Task objective
In the records below, find the line with "use axum::http::HeaderValue;" and the line with "use tracing::warn;"; return exactly those lines and every line between them.

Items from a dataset
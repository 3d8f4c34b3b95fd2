use axum::http::HeaderValue;
use axum::{
    extract::{rejection::JsonRejection, DefaultBodyLimit},
    routing::{delete, get, post},
    Json, Router,
};
use serde::Serialize;
use subtle::ConstantTimeEq;
use tower_http::cors::{AllowOrigin, CorsLayer};
use tower_http::trace::TraceLayer;
use tracing::warn;
use uuid::Uuid;

use crate::error::{AppError, AppResult};
use crate::state::AppState;

pub mod deletion;
pub mod files;
pub mod health;
pub mod review;
pub mod submissions;

pub fn create_router(state: AppState) -> Router<()> {
    let cors = if let Some(origins) = state.config.cors_allowed_origin.as_ref() {
        let headers: Vec<HeaderValue> = origins
            .split(',')
            .filter_map(|value| {
                let trimmed = value.trim();
                if trimmed.is_empty() {
                    return None;
                }
                match trimmed.parse::<HeaderValue>() {
                    Ok(header) => Some(header),
                    Err(_) => {
                        warn!(origin = %trimmed, "ignoring invalid CORS allowed origin");
                        None
                    }
                }
            })
            .collect();

        CorsLayer::new()
            .allow_origin(AllowOrigin::list(headers))
            .allow_methods(tower_http::cors::AllowMethods::mirror_request())
            .allow_headers(tower_http::cors::AllowHeaders::mirror_request())
    } else {
        CorsLayer::new()
            .allow_origin(AllowOrigin::mirror_request())
            .allow_methods(tower_http::cors::AllowMethods::mirror_request())
            .allow_headers(tower_http::cors::AllowHeaders::mirror_request())
    };

    let body_limit = state.config.max_upload_bytes;

    Router::new()
        .route("/", get(health::banner))
        .route("/api/health", get(health::health_check))
        .route("/submit-form", post(submissions::submit_form))
        .route("/get-files", get(submissions::list_files))
        .route("/file/:id", get(files::get_file_by_id))
        .route("/file/passkey/:passkey", get(files::get_file_by_passkey))
        .route("/update-status", post(review::update_status))
        .route("/submit-feedback", post(review::submit_feedback))
        .route("/get-feedback", post(review::get_feedback))
        .route("/delete-file/:id", delete(deletion::delete_file))
        .route("/delete-all-files", delete(deletion::delete_all_files))
        .with_state(state)
        .layer(cors)
        .layer(TraceLayer::new_for_http())
        .layer(DefaultBodyLimit::max(body_limit))
}

#[derive(Serialize)]
pub struct MessageResponse {
    pub success: bool,
    pub message: String,
}

impl MessageResponse {
    pub fn ok(message: impl Into<String>) -> Json<Self> {
        Json(Self {
            success: true,
            message: message.into(),
        })
    }
}

/// Unwraps a JSON body, turning extractor rejections into JSON error bodies.
pub(crate) fn json_body<T>(payload: Result<Json<T>, JsonRejection>) -> AppResult<T> {
    let Json(value) = payload.map_err(|rejection| {
        warn!(error = %rejection, "rejected malformed JSON body");
        AppError::from(rejection)
    })?;
    Ok(value)
}

/// Treats absent and blank strings alike.
pub(crate) fn present(value: Option<String>) -> Option<String> {
    value.filter(|value| !value.trim().is_empty())
}

/// Parses a client-supplied file id, reporting malformed ids as bad requests.
pub(crate) fn parse_file_id(raw: &str) -> AppResult<Uuid> {
    Uuid::parse_str(raw.trim()).map_err(|_| AppError::bad_request("invalid file id"))
}

/// Exact passkey equality without an early exit on the first differing byte.
pub(crate) fn passkey_matches(stored: &str, supplied: &str) -> bool {
    stored.as_bytes().ct_eq(supplied.as_bytes()).into()
}
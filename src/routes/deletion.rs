use axum::extract::{Json, Path, State};
use bytes::Bytes;
use serde::Deserialize;
use tracing::{info, warn};

use super::{parse_file_id, passkey_matches, MessageResponse};
use crate::error::{AppError, AppResult};
use crate::state::AppState;

#[derive(Deserialize, Default)]
pub struct DeleteFileRequest {
    pub passkey: Option<String>,
}

impl DeleteFileRequest {
    /// An empty body means an ungated delete.
    fn from_body(body: &[u8]) -> AppResult<Self> {
        if body.iter().all(u8::is_ascii_whitespace) {
            return Ok(Self::default());
        }
        Ok(serde_json::from_slice(body)?)
    }
}

pub async fn delete_file(
    State(state): State<AppState>,
    Path(raw_id): Path<String>,
    body: Bytes,
) -> AppResult<Json<MessageResponse>> {
    let file_id = parse_file_id(&raw_id)?;
    let request = DeleteFileRequest::from_body(&body)?;

    if let Some(passkey) = request.passkey {
        let submission = state
            .store
            .find_by_id(file_id)
            .await?
            .ok_or_else(|| AppError::not_found("file not found"))?;
        if !passkey_matches(&submission.passkey, &passkey) {
            warn!(file_id = %file_id, "delete rejected: passkey mismatch");
            return Err(AppError::forbidden("invalid passkey"));
        }
    }

    if !state.store.delete(file_id).await? {
        return Err(AppError::not_found("file not found"));
    }

    info!(file_id = %file_id, "submission deleted");
    Ok(MessageResponse::ok("file deleted"))
}

pub async fn delete_all_files(State(state): State<AppState>) -> AppResult<Json<MessageResponse>> {
    let removed = state.store.delete_all().await?;
    if removed == 0 {
        return Err(AppError::not_found("no files to delete"));
    }

    info!(removed, "all submissions deleted");
    Ok(MessageResponse::ok(format!("deleted {removed} files")))
}
use std::env;
use std::str::FromStr;

use anyhow::{Context, Result};
use url::Url;

use crate::db::DEFAULT_MAX_POOL_SIZE;

pub const DEFAULT_SERVER_PORT: u16 = 5000;
pub const DEFAULT_MAX_UPLOAD_BYTES: usize = 25 * 1024 * 1024;

#[derive(Clone, Debug)]
pub struct AppConfig {
    pub database_url: String,
    pub database_max_pool_size: u32,
    pub server_host: String,
    pub server_port: u16,
    pub cors_allowed_origin: Option<String>,
    pub max_upload_bytes: usize,
}

impl AppConfig {
    pub fn from_env() -> Result<Self> {
        let database_url = env::var("DATABASE_URL").context("DATABASE_URL must be set")?;
        let database_max_pool_size = parse_or_default(
            env::var("DATABASE_MAX_POOL_SIZE").ok(),
            DEFAULT_MAX_POOL_SIZE,
        )
        .context("DATABASE_MAX_POOL_SIZE must be a positive integer")?;
        let server_host = env::var("SERVER_HOST").unwrap_or_else(|_| "0.0.0.0".to_string());
        let server_port = parse_or_default(
            env::var("SERVER_PORT").ok(),
            DEFAULT_SERVER_PORT,
        )
        .context("SERVER_PORT must be a valid u16")?;
        let cors_allowed_origin = env::var("CORS_ALLOWED_ORIGIN")
            .ok()
            .filter(|value| !value.trim().is_empty());
        let max_upload_bytes = parse_or_default(
            env::var("MAX_UPLOAD_BYTES").ok(),
            DEFAULT_MAX_UPLOAD_BYTES,
        )
        .context("MAX_UPLOAD_BYTES must be a positive integer")?;

        Ok(Self {
            database_url,
            database_max_pool_size,
            server_host,
            server_port,
            cors_allowed_origin,
            max_upload_bytes,
        })
    }

    pub fn redacted_database_url(&self) -> String {
        redact_database_url(&self.database_url)
    }

    pub fn listen_addr(&self) -> String {
        format!("{}:{}", self.server_host, self.server_port)
    }
}

fn parse_or_default<T>(raw: Option<String>, default: T) -> Result<T, T::Err>
where
    T: FromStr,
{
    match raw {
        Some(value) if !value.trim().is_empty() => value.trim().parse(),
        _ => Ok(default),
    }
}

fn redact_database_url(raw: &str) -> String {
    match Url::parse(raw) {
        Ok(mut parsed) => {
            if parsed.password().is_some() {
                let _ = parsed.set_password(Some("*****"));
            }
            parsed.to_string()
        }
        Err(_) => "***".to_string(),
    }
}
use axum::body::Body;
use axum::extract::{Path, State};
use axum::http::{header, HeaderValue};
use axum::response::Response;
use tracing::{debug, warn};

use super::parse_file_id;
use crate::error::{AppError, AppResult};
use crate::models::Submission;
use crate::state::AppState;

pub async fn get_file_by_id(
    State(state): State<AppState>,
    Path(raw_id): Path<String>,
) -> AppResult<Response> {
    let file_id = parse_file_id(&raw_id)?;
    let submission = state.store.find_by_id(file_id).await?.ok_or_else(|| {
        debug!(file_id = %file_id, "file lookup by id matched nothing");
        AppError::not_found("file not found")
    })?;

    inline_file_response(submission)
}

pub async fn get_file_by_passkey(
    State(state): State<AppState>,
    Path(passkey): Path<String>,
) -> AppResult<Response> {
    let submission = state
        .store
        .find_by_passkey(&passkey)
        .await?
        .ok_or_else(|| {
            debug!(passkey_len = passkey.len(), "file lookup by passkey matched nothing");
            AppError::not_found("file not found")
        })?;

    inline_file_response(submission)
}

fn inline_file_response(submission: Submission) -> AppResult<Response> {
    let content_type = HeaderValue::from_str(&submission.content_type).map_err(|err| {
        warn!(file_id = %submission.id, error = %err, "stored content type is not a valid header");
        AppError::internal(err)
    })?;

    let mut builder = Response::builder().header(header::CONTENT_TYPE, content_type);
    if let Some(disposition) = inline_content_disposition(&submission.filename) {
        let value = HeaderValue::from_str(&disposition).map_err(AppError::internal)?;
        builder = builder.header(header::CONTENT_DISPOSITION, value);
    } else {
        builder = builder.header(header::CONTENT_DISPOSITION, HeaderValue::from_static("inline"));
    }

    builder
        .body(Body::from(submission.data))
        .map_err(AppError::internal)
}

pub(crate) fn inline_content_disposition(filename: &str) -> Option<String> {
    if filename.trim().is_empty() {
        return None;
    }

    let sanitized: String = filename
        .chars()
        .map(|ch| match ch {
            '"' | '\\' => '_',
            ch if ch.is_control() => '_',
            _ => ch,
        })
        .collect();

    let ascii_fallback: String = sanitized
        .chars()
        .map(|ch| if ch.is_ascii() { ch } else { '_' })
        .collect();
    let encoded =
        percent_encoding::utf8_percent_encode(&sanitized, percent_encoding::NON_ALPHANUMERIC);
    Some(format!(
        "inline; filename=\"{}\"; filename*=UTF-8''{}",
        ascii_fallback, encoded
    ))
}
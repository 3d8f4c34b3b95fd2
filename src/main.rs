use std::net::SocketAddr;
use std::sync::Arc;

use anyhow::Context;
use tokio::net::TcpListener;
use tokio::signal;
use tracing_subscriber::EnvFilter;

use filedesk::config::AppConfig;
use filedesk::db;
use filedesk::routes;
use filedesk::state::AppState;
use filedesk::store::PgSubmissionStore;

#[tokio::main]
async fn main() -> anyhow::Result<()> {
    dotenv::dotenv().ok();
    init_tracing();

    let config = AppConfig::from_env()?;
    tracing::info!(
        database_url = %config.redacted_database_url(),
        pool_size = config.database_max_pool_size,
        server_host = %config.server_host,
        server_port = config.server_port,
        max_upload_bytes = config.max_upload_bytes,
        cors_restricted = config.cors_allowed_origin.is_some(),
        "loaded configuration"
    );

    let pool = db::init_pool_with_size(&config.database_url, config.database_max_pool_size)?;
    let migration_pool = pool.clone();
    let applied = tokio::task::spawn_blocking(move || db::run_migrations(&migration_pool))
        .await
        .context("migration task panicked")??;
    tracing::info!(applied, "database schema is up to date");

    let listen_addr: SocketAddr = config
        .listen_addr()
        .parse()
        .context("SERVER_HOST and SERVER_PORT must form a socket address")?;
    let store = Arc::new(PgSubmissionStore::new(pool));
    let state = AppState::new(config, store);
    let router = routes::create_router(state);

    let listener = TcpListener::bind(listen_addr).await?;
    tracing::info!("listening on {}", listen_addr);

    axum::serve(listener, router)
        .with_graceful_shutdown(shutdown_signal())
        .await?;
    Ok(())
}

async fn shutdown_signal() {
    if let Err(err) = signal::ctrl_c().await {
        tracing::error!(error = %err, "failed to listen for shutdown signal");
        std::future::pending::<()>().await;
    }
    tracing::info!("received shutdown signal");
}

fn init_tracing() {
    let filter = EnvFilter::try_from_default_env().unwrap_or_else(|_| EnvFilter::new("info"));
    tracing_subscriber::fmt()
        .with_env_filter(filter)
        .with_target(false)
        .compact()
        .init();
}
//! Checks applied to an upload before anything reaches the store.

use crate::error::AppError;
use crate::models::PDF_CONTENT_TYPE;

#[derive(Debug, Clone, PartialEq, Eq, thiserror::Error)]
pub enum UploadRejection {
    #[error("passkey is required")]
    MissingPasskey,
    #[error("a PDF file is required")]
    MissingFile,
    #[error("only one file may be attached")]
    MultipleFiles,
    #[error("unsupported media type {0}: only PDF files are accepted")]
    UnsupportedMediaType(String),
}

impl From<UploadRejection> for AppError {
    fn from(value: UploadRejection) -> Self {
        AppError::bad_request(value.to_string())
    }
}

/// Accepts a non-blank passkey and returns it exactly as submitted.
pub fn require_passkey(passkey: Option<String>) -> Result<String, UploadRejection> {
    match passkey {
        Some(value) if !value.trim().is_empty() => Ok(value),
        _ => Err(UploadRejection::MissingPasskey),
    }
}

/// Resolves the effective content type of an uploaded part and accepts it only
/// if it is PDF. Parts without a declared type fall back to the filename
/// extension.
pub fn validate_content_type(
    declared: Option<&str>,
    filename: Option<&str>,
) -> Result<String, UploadRejection> {
    let resolved = declared
        .map(mime_essence)
        .filter(|essence| !essence.is_empty())
        .or_else(|| {
            filename
                .and_then(|name| mime_guess::from_path(name).first())
                .map(|mime| mime.essence_str().to_ascii_lowercase())
        })
        .unwrap_or_default();

    if resolved == PDF_CONTENT_TYPE {
        Ok(resolved)
    } else if resolved.is_empty() {
        Err(UploadRejection::UnsupportedMediaType("unknown".to_string()))
    } else {
        Err(UploadRejection::UnsupportedMediaType(resolved))
    }
}

fn mime_essence(raw: &str) -> String {
    raw.split(';')
        .next()
        .unwrap_or_default()
        .trim()
        .to_ascii_lowercase()
}
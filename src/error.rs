use axum::{
    extract::rejection::JsonRejection,
    http::StatusCode,
    response::{IntoResponse, Response},
    Json,
};
use serde::Serialize;
use std::fmt::Display;
use tracing::error;

use crate::store::StoreError;

pub type AppResult<T> = Result<T, AppError>;

const INTERNAL_MESSAGE: &str = "internal server error";

#[derive(Debug)]
pub struct AppError {
    status: StatusCode,
    message: String,
}

impl AppError {
    pub fn new(status: StatusCode, message: impl Into<String>) -> Self {
        Self {
            status,
            message: message.into(),
        }
    }

    pub fn bad_request(message: impl Into<String>) -> Self {
        Self::new(StatusCode::BAD_REQUEST, message)
    }

    /// Duplicate passkey. Reported as 400 like any other invalid submission.
    pub fn conflict(message: impl Into<String>) -> Self {
        Self::new(StatusCode::BAD_REQUEST, message)
    }

    pub fn forbidden(message: impl Into<String>) -> Self {
        Self::new(StatusCode::FORBIDDEN, message)
    }

    pub fn not_found(message: impl Into<String>) -> Self {
        Self::new(StatusCode::NOT_FOUND, message)
    }

    /// Logs the cause; the client only sees a generic message.
    pub fn internal<E: Display>(cause: E) -> Self {
        error!(error = %cause, "request failed with internal error");
        Self::new(StatusCode::INTERNAL_SERVER_ERROR, INTERNAL_MESSAGE)
    }

    pub fn status(&self) -> StatusCode {
        self.status
    }

    pub fn message(&self) -> &str {
        &self.message
    }
}

impl IntoResponse for AppError {
    fn into_response(self) -> Response {
        let status = self.status;
        let body = Json(ErrorResponse {
            success: false,
            message: self.message,
        });
        (status, body).into_response()
    }
}

#[derive(Serialize)]
struct ErrorResponse {
    success: bool,
    message: String,
}

impl From<StoreError> for AppError {
    fn from(value: StoreError) -> Self {
        match value {
            StoreError::DuplicatePasskey => AppError::conflict("passkey already in use"),
            StoreError::Backend(err) => AppError::internal(format!("{err:#}")),
        }
    }
}

impl From<JsonRejection> for AppError {
    fn from(value: JsonRejection) -> Self {
        AppError::bad_request(format!("invalid JSON body: {}", value.body_text()))
    }
}

impl From<serde_json::Error> for AppError {
    fn from(value: serde_json::Error) -> Self {
        AppError::bad_request(format!("invalid JSON body: {value}"))
    }
}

Expected answer
use axum::http::HeaderValue;
use axum::{
    extract::{rejection::JsonRejection, DefaultBodyLimit},
    routing::{delete, get, post},
    Json, Router,
};
use serde::Serialize;
use subtle::ConstantTimeEq;
use tower_http::cors::{AllowOrigin, CorsLayer};
use tower_http::trace::TraceLayer;
use tracing::warn;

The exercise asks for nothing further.